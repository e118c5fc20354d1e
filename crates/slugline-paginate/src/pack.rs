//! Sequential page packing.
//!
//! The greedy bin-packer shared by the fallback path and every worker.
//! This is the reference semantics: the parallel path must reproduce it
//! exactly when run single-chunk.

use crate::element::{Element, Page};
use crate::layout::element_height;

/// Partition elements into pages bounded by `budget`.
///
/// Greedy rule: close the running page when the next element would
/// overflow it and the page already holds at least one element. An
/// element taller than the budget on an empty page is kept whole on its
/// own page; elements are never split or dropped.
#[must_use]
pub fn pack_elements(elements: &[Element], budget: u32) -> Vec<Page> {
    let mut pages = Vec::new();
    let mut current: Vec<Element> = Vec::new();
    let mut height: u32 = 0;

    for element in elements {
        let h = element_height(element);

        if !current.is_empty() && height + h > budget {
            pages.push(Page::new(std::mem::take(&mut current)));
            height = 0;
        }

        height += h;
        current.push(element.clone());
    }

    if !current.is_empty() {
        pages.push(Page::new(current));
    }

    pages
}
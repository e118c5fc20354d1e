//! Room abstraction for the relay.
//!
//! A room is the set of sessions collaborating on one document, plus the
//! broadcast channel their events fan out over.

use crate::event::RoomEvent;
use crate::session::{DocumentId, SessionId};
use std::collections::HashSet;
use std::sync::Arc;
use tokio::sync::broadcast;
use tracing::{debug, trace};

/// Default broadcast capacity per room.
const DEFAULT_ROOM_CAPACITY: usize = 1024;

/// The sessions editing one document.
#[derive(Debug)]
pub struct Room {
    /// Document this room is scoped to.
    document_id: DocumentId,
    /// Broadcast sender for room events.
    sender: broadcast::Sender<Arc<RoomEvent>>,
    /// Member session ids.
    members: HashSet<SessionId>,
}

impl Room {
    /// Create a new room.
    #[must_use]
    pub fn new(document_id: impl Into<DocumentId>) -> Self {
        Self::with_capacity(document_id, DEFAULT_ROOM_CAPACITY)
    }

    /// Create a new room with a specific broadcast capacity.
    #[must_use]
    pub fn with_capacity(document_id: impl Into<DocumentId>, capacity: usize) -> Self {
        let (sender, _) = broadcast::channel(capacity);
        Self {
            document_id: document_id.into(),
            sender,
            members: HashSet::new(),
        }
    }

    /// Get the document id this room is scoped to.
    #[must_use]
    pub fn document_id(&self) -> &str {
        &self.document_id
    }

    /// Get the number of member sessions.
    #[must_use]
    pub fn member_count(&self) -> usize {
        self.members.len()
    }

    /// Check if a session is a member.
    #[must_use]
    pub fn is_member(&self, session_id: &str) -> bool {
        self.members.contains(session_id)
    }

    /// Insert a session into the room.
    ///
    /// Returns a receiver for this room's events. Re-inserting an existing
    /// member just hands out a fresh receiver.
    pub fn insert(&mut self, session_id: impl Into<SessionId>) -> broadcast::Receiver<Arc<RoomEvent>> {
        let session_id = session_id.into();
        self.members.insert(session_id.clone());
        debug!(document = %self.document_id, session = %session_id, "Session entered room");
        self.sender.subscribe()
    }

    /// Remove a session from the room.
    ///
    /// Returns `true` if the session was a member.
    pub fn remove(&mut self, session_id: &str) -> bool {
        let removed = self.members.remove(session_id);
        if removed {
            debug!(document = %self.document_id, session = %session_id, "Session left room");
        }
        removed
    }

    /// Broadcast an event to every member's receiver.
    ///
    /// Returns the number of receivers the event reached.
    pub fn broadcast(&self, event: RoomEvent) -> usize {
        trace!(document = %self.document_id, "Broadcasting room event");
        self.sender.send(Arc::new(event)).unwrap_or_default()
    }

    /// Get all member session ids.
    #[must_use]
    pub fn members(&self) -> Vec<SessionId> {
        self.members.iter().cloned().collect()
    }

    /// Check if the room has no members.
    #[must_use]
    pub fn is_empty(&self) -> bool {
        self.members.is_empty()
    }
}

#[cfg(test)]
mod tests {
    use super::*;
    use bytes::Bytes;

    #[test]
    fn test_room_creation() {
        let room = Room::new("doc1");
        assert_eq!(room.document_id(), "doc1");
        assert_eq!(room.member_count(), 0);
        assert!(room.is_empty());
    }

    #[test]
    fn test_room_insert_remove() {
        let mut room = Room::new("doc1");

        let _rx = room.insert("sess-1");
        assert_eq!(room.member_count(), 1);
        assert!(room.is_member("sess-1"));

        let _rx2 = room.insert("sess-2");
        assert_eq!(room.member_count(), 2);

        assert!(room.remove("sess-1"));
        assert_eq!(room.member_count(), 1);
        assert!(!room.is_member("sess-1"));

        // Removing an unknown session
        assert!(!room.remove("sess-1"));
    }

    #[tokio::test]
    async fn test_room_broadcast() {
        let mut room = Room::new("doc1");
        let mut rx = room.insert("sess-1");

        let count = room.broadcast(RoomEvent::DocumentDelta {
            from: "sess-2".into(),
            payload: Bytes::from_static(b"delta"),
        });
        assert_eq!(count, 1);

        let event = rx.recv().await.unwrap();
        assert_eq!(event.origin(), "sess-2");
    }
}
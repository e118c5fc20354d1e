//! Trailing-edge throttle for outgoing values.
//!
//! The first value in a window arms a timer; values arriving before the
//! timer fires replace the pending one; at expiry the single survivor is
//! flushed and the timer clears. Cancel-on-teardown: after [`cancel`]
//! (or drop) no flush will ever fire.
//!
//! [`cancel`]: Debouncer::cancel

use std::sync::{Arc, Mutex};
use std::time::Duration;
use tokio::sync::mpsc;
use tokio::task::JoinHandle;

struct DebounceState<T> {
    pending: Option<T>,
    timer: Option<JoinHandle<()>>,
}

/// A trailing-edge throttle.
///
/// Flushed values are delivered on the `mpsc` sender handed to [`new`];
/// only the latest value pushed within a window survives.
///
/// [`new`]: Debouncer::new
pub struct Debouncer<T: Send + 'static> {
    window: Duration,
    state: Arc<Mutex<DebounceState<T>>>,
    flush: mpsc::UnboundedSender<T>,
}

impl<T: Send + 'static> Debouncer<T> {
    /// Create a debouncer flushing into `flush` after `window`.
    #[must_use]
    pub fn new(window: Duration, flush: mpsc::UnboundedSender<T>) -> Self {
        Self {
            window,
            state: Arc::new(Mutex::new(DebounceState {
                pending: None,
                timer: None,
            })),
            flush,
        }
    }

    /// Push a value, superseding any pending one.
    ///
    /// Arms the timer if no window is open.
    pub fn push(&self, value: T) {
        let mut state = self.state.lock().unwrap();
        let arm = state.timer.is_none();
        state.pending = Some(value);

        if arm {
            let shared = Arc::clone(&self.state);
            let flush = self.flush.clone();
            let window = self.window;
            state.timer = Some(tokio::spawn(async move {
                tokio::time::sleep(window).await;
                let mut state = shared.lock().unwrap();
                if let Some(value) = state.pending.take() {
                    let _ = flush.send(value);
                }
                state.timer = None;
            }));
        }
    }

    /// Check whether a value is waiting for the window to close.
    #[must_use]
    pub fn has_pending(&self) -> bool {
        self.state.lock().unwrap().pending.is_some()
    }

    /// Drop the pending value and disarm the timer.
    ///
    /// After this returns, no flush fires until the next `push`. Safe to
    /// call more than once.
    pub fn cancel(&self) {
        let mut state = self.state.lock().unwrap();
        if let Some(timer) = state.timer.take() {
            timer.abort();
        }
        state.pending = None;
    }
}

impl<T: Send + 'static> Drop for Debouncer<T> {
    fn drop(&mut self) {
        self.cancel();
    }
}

GOAL OF THE EXERCISE :: Everything in the material above is to be copied exactly.

SOLUTION TO THIS PROBLEM ::
repository e118c5fc20354d1e
filename crates/slugline-paginate/src/pack.rs
//! Sequential page packing.
//!
//! The greedy bin-packer shared by the fallback path and every worker.
//! This is the reference semantics: the parallel path must reproduce it
//! exactly when run single-chunk.

use crate::element::{Element, Page};
use crate::layout::element_height;

/// Partition elements into pages bounded by `budget`.
///
/// Greedy rule: close the running page when the next element would
/// overflow it and the page already holds at least one element. An
/// element taller than the budget on an empty page is kept whole on its
/// own page; elements are never split or dropped.
#[must_use]
pub fn pack_elements(elements: &[Element], budget: u32) -> Vec<Page> {
    let mut pages = Vec::new();
    let mut current: Vec<Element> = Vec::new();
    let mut height: u32 = 0;

    for element in elements {
        let h = element_height(element);

        if !current.is_empty() && height + h > budget {
            pages.push(Page::new(std::mem::take(&mut current)));
            height = 0;
        }

        height += h;
        current.push(element.clone());
    }

    if !current.is_empty() {
        pages.push(Page::new(current));
    }

    pages
}
repository e118c5fc20354d1e
//! Room abstraction for the relay.
//!
//! A room is the set of sessions collaborating on one document, plus the
//! broadcast channel their events fan out over.

use crate::event::RoomEvent;
use crate::session::{DocumentId, SessionId};
use std::collections::HashSet;
use std::sync::Arc;
use tokio::sync::broadcast;
use tracing::{debug, trace};

/// Default broadcast capacity per room.
const DEFAULT_ROOM_CAPACITY: usize = 1024;

/// The sessions editing one document.
#[derive(Debug)]
pub struct Room {
    /// Document this room is scoped to.
    document_id: DocumentId,
    /// Broadcast sender for room events.
    sender: broadcast::Sender<Arc<RoomEvent>>,
    /// Member session ids.
    members: HashSet<SessionId>,
}

impl Room {
    /// Create a new room.
    #[must_use]
    pub fn new(document_id: impl Into<DocumentId>) -> Self {
        Self::with_capacity(document_id, DEFAULT_ROOM_CAPACITY)
    }

    /// Create a new room with a specific broadcast capacity.
    #[must_use]
    pub fn with_capacity(document_id: impl Into<DocumentId>, capacity: usize) -> Self {
        let (sender, _) = broadcast::channel(capacity);
        Self {
            document_id: document_id.into(),
            sender,
            members: HashSet::new(),
        }
    }

    /// Get the document id this room is scoped to.
    #[must_use]
    pub fn document_id(&self) -> &str {
        &self.document_id
    }

    /// Get the number of member sessions.
    #[must_use]
    pub fn member_count(&self) -> usize {
        self.members.len()
    }

    /// Check if a session is a member.
    #[must_use]
    pub fn is_member(&self, session_id: &str) -> bool {
        self.members.contains(session_id)
    }

    /// Insert a session into the room.
    ///
    /// Returns a receiver for this room's events. Re-inserting an existing
    /// member just hands out a fresh receiver.
    pub fn insert(&mut self, session_id: impl Into<SessionId>) -> broadcast::Receiver<Arc<RoomEvent>> {
        let session_id = session_id.into();
        self.members.insert(session_id.clone());
        debug!(document = %self.document_id, session = %session_id, "Session entered room");
        self.sender.subscribe()
    }

    /// Remove a session from the room.
    ///
    /// Returns `true` if the session was a member.
    pub fn remove(&mut self, session_id: &str) -> bool {
        let removed = self.members.remove(session_id);
        if removed {
            debug!(document = %self.document_id, session = %session_id, "Session left room");
        }
        removed
    }

    /// Broadcast an event to every member's receiver.
    ///
    /// Returns the number of receivers the event reached.
    pub fn broadcast(&self, event: RoomEvent) -> usize {
        trace!(document = %self.document_id, "Broadcasting room event");
        self.sender.send(Arc::new(event)).unwrap_or_default()
    }

    /// Get all member session ids.
    #[must_use]
    pub fn members(&self) -> Vec<SessionId> {
        self.members.iter().cloned().collect()
    }

    /// Check if the room has no members.
    #[must_use]
    pub fn is_empty(&self) -> bool {
        self.members.is_empty()
    }
}

#[cfg(test)]
mod tests {
    use super::*;
    use bytes::Bytes;

    #[test]
    fn test_room_creation() {
        let room = Room::new("doc1");
        assert_eq!(room.document_id(), "doc1");
        assert_eq!(room.member_count(), 0);
        assert!(room.is_empty());
    }

    #[test]
    fn test_room_insert_remove() {
        let mut room = Room::new("doc1");

        let _rx = room.insert("sess-1");
        assert_eq!(room.member_count(), 1);
        assert!(room.is_member("sess-1"));

        let _rx2 = room.insert("sess-2");
        assert_eq!(room.member_count(), 2);

        assert!(room.remove("sess-1"));
        assert_eq!(room.member_count(), 1);
        assert!(!room.is_member("sess-1"));

        // Removing an unknown session
        assert!(!room.remove("sess-1"));
    }

    #[tokio::test]
    async fn test_room_broadcast() {
        let mut room = Room::new("doc1");
        let mut rx = room.insert("sess-1");

        let count = room.broadcast(RoomEvent::DocumentDelta {
            from: "sess-2".into(),
            payload: Bytes::from_static(b"delta"),
        });
        assert_eq!(count, 1);

        let event = rx.recv().await.unwrap();
        assert_eq!(event.origin(), "sess-2");
    }
}
repository e118c5fc20354d1e
//! Trailing-edge throttle for outgoing values.
//!
//! The first value in a window arms a timer; values arriving before the
//! timer fires replace the pending one; at expiry the single survivor is
//! flushed and the timer clears. Cancel-on-teardown: after [`cancel`]
//! (or drop) no flush will ever fire.
//!
//! [`cancel`]: Debouncer::cancel

use std::sync::{Arc, Mutex};
use std::time::Duration;
use tokio::sync::mpsc;
use tokio::task::JoinHandle;

struct DebounceState<T> {
    pending: Option<T>,
    timer: Option<JoinHandle<()>>,
}

/// A trailing-edge throttle.
///
/// Flushed values are delivered on the `mpsc` sender handed to [`new`];
/// only the latest value pushed within a window survives.
///
/// [`new`]: Debouncer::new
pub struct Debouncer<T: Send + 'static> {
    window: Duration,
    state: Arc<Mutex<DebounceState<T>>>,
    flush: mpsc::UnboundedSender<T>,
}

impl<T: Send + 'static> Debouncer<T> {
    /// Create a debouncer flushing into `flush` after `window`.
    #[must_use]
    pub fn new(window: Duration, flush: mpsc::UnboundedSender<T>) -> Self {
        Self {
            window,
            state: Arc::new(Mutex::new(DebounceState {
                pending: None,
                timer: None,
            })),
            flush,
        }
    }

    /// Push a value, superseding any pending one.
    ///
    /// Arms the timer if no window is open.
    pub fn push(&self, value: T) {
        let mut state = self.state.lock().unwrap();
        let arm = state.timer.is_none();
        state.pending = Some(value);

        if arm {
            let shared = Arc::clone(&self.state);
            let flush = self.flush.clone();
            let window = self.window;
            state.timer = Some(tokio::spawn(async move {
                tokio::time::sleep(window).await;
                let mut state = shared.lock().unwrap();
                if let Some(value) = state.pending.take() {
                    let _ = flush.send(value);
                }
                state.timer = None;
            }));
        }
    }

    /// Check whether a value is waiting for the window to close.
    #[must_use]
    pub fn has_pending(&self) -> bool {
        self.state.lock().unwrap().pending.is_some()
    }

    /// Drop the pending value and disarm the timer.
    ///
    /// After this returns, no flush fires until the next `push`. Safe to
    /// call more than once.
    pub fn cancel(&self) {
        let mut state = self.state.lock().unwrap();
        if let Some(timer) = state.timer.take() {
            timer.abort();
        }
        state.pending = None;
    }
}

impl<T: Send + 'static> Drop for Debouncer<T> {
    fn drop(&mut self) {
        self.cancel();
    }
}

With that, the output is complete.